The British Medicines Agency (MHRA) announced on Thursday that it had authorized treatment with GlaxoSmithKline's monoclonal antibody against Covid-19 in people at risk.
Injected intravenously, long-acting monoclonal antibody therapy, with a single dose, reduces the risk of hospitalization and death by 79% in high-risk adults with symptoms, a indicated the MHRA based on clinical trial results.
Developed in partnership with the Californian laboratory Vir Biotechnology, Sotrovimab has been shown to be "safe and effective in reducing the risk of hospitalization and death in people with mild to moderate Covid-19 infection as well as an increased risk of develop a severe form of the disease, ”the MHRA said in a statement.
Since Sotrovimab is most effective at the onset of infection, she recommends its use "as soon as possible and within five days of the onset of symptoms" in people over 12 years of age.
GSK for its part assured that its experimental treatment remained active "against the key mutations of the new Omicron variant", according to preclinical data.
"To date, sotrovimab has shown that it remains active against all the variants of concern and of interest defined by the World Health Organization (WHO)," said the group.

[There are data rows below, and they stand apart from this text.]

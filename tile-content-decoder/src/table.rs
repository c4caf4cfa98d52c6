use byteorder::{ByteOrder, LittleEndian};
use serde_json::{Map, Number, Value};

use crate::DecodeError;

/// A feature table or batch table: a JSON header plus a binary body that
/// properties may point into with `byteOffset`.
#[derive(Debug, Clone, Default, PartialEq)]
pub struct Table {
    pub json: Map<String, Value>,
    pub binary: Vec<u8>,
}

pub type FeatureTable = Table;
pub type BatchTable = Table;

impl Table {
    pub fn parse(
        section: &'static str,
        json_bytes: &[u8],
        binary: &[u8],
    ) -> Result<Self, DecodeError> {
        let json = parse_json_object(section, json_bytes)?;
        Ok(Self {
            json,
            binary: binary.to_vec(),
        })
    }

    pub fn is_empty(&self) -> bool {
        self.json.is_empty() && self.binary.is_empty()
    }

    pub fn contains(&self, name: &str) -> bool {
        self.json.contains_key(name)
    }

    fn byte_offset(&self, name: &str) -> Option<usize> {
        let offset = self.json.get(name)?.get("byteOffset")?.as_u64()?;
        usize::try_from(offset).ok()
    }

    fn binary_slice(
        &self,
        section: &'static str,
        offset: usize,
        len: usize,
    ) -> Result<&[u8], DecodeError> {
        self.binary
            .get(offset..offset.saturating_add(len))
            .ok_or(DecodeError::Truncated {
                section,
                needed: offset.saturating_add(len),
                available: self.binary.len(),
            })
    }

    /// A global integer such as `POINTS_LENGTH`, stored either inline in the
    /// JSON or as a `UNSIGNED_INT` in the binary body.
    pub fn get_u32(&self, name: &'static str) -> Result<Option<u32>, DecodeError> {
        let Some(value) = self.json.get(name) else {
            return Ok(None);
        };
        if let Some(n) = value.as_u64() {
            return Ok(u32::try_from(n).ok());
        }
        match self.byte_offset(name) {
            Some(offset) => Ok(Some(LittleEndian::read_u32(
                self.binary_slice(name, offset, 4)?,
            ))),
            None => Ok(None),
        }
    }

    /// A global `VEC3` such as `RTC_CENTER`, inline as a JSON array or as
    /// three `FLOAT`s in the binary body.
    pub fn get_vec3(&self, name: &'static str) -> Result<Option<[f64; 3]>, DecodeError> {
        let Some(value) = self.json.get(name) else {
            return Ok(None);
        };
        if let Some(array) = value.as_array() {
            return match array.as_slice() {
                [x, y, z] => Ok(x
                    .as_f64()
                    .zip(y.as_f64())
                    .zip(z.as_f64())
                    .map(|((x, y), z)| [x, y, z])),
                _ => Ok(None),
            };
        }
        Ok(self
            .read_f32_array(name, 3)?
            .map(|v| [f64::from(v[0]), f64::from(v[1]), f64::from(v[2])]))
    }

    /// `count` consecutive little-endian floats at the property's
    /// `byteOffset`.
    pub fn read_f32_array(
        &self,
        name: &'static str,
        count: usize,
    ) -> Result<Option<Vec<f32>>, DecodeError> {
        let Some(offset) = self.byte_offset(name) else {
            return Ok(None);
        };
        let bytes = self.binary_slice(name, offset, count.saturating_mul(4))?;
        let mut values = vec![0f32; count];
        LittleEndian::read_f32_into(bytes, &mut values);
        Ok(Some(values))
    }

    pub fn read_u8_array(
        &self,
        name: &'static str,
        count: usize,
    ) -> Result<Option<&[u8]>, DecodeError> {
        let Some(offset) = self.byte_offset(name) else {
            return Ok(None);
        };
        self.binary_slice(name, offset, count).map(Some)
    }

    /// Value of property `name` for the feature with `batch_id`. JSON arrays
    /// are indexed directly; binary properties are read according to their
    /// `componentType` and `type`.
    pub fn property(&self, batch_id: usize, name: &str) -> Option<Value> {
        let value = self.json.get(name)?;
        if let Some(array) = value.as_array() {
            return array.get(batch_id).cloned();
        }
        let offset = usize::try_from(value.get("byteOffset")?.as_u64()?).ok()?;
        let component_type = ComponentType::parse(value.get("componentType")?.as_str()?)?;
        let components = match value.get("type").and_then(Value::as_str).unwrap_or("SCALAR") {
            "SCALAR" => 1,
            "VEC2" => 2,
            "VEC3" => 3,
            "VEC4" => 4,
            _ => return None,
        };
        let stride = component_type.size() * components;
        let start = offset.checked_add(batch_id.checked_mul(stride)?)?;
        let bytes = self.binary.get(start..start.checked_add(stride)?)?;
        let mut values = bytes
            .chunks_exact(component_type.size())
            .map(|chunk| component_type.read(chunk))
            .collect::<Option<Vec<Value>>>()?;
        if components == 1 {
            values.pop()
        } else {
            Some(Value::Array(values))
        }
    }

    /// Every property of one feature, keyed by property name.
    pub fn feature(&self, batch_id: usize) -> Map<String, Value> {
        self.json
            .keys()
            .filter(|name| !matches!(name.as_str(), "extensions" | "extras"))
            .filter_map(|name| Some((name.clone(), self.property(batch_id, name)?)))
            .collect()
    }
}

#[derive(Debug, Clone, Copy, PartialEq, Eq)]
enum ComponentType {
    Byte,
    UnsignedByte,
    Short,
    UnsignedShort,
    Int,
    UnsignedInt,
    Float,
    Double,
}

impl ComponentType {
    fn parse(name: &str) -> Option<Self> {
        Some(match name {
            "BYTE" => Self::Byte,
            "UNSIGNED_BYTE" => Self::UnsignedByte,
            "SHORT" => Self::Short,
            "UNSIGNED_SHORT" => Self::UnsignedShort,
            "INT" => Self::Int,
            "UNSIGNED_INT" => Self::UnsignedInt,
            "FLOAT" => Self::Float,
            "DOUBLE" => Self::Double,
            _ => return None,
        })
    }

    fn size(self) -> usize {
        match self {
            Self::Byte | Self::UnsignedByte => 1,
            Self::Short | Self::UnsignedShort => 2,
            Self::Int | Self::UnsignedInt | Self::Float => 4,
            Self::Double => 8,
        }
    }

    fn read(self, bytes: &[u8]) -> Option<Value> {
        let first = *bytes.first()?;
        Some(match self {
            Self::Byte => Value::from(first as i8),
            Self::UnsignedByte => Value::from(first),
            Self::Short => Value::from(LittleEndian::read_i16(bytes)),
            Self::UnsignedShort => Value::from(LittleEndian::read_u16(bytes)),
            Self::Int => Value::from(LittleEndian::read_i32(bytes)),
            Self::UnsignedInt => Value::from(LittleEndian::read_u32(bytes)),
            Self::Float => Value::Number(Number::from_f64(f64::from(LittleEndian::read_f32(bytes)))?),
            Self::Double => Value::Number(Number::from_f64(LittleEndian::read_f64(bytes))?),
        })
    }
}

/// Parses a JSON header section. Empty sections are an empty object; the
/// space or NUL padding used for 8-byte alignment is ignored.
pub(crate) fn parse_json_object(
    section: &'static str,
    bytes: &[u8],
) -> Result<Map<String, Value>, DecodeError> {
    let end = bytes
        .iter()
        .rposition(|b| !matches!(b, b' ' | b'\0' | b'\n' | b'\r' | b'\t'))
        .map_or(0, |i| i + 1);
    let trimmed = bytes.get(..end).unwrap_or_default();
    if trimmed.is_empty() {
        return Ok(Map::new());
    }
    serde_json::from_slice(trimmed).map_err(|source| DecodeError::Json { section, source })
}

In vitro tests have yet to confirm the ability to "neutralize" the treatment "against the combination of all Omicron mutations", with the aim of providing an update by the end of the year.
One of the five promising anti-Covid treatments
Sotrovimab was classified at the end of June by the European Commission as one of the five most promising treatments for Covid-19.
It is the second treatment against the coronavirus approved in a month by the United Kingdom, after Molnupiravir - anti-Covid tablets from the American laboratory Merck - authorized in early November.
London had already approved in August Ronapreve, a cocktail of synthetic antibodies developed by Regeneron and Roche.
Several countries have already granted provisional authorizations for the processing of GSK.
It notably benefits from an emergency use authorization in the United States, as well as special authorizations in Australia, Saudi Arabia and Japan.
A marketing authorization has also been filed with the European Medicines Agency.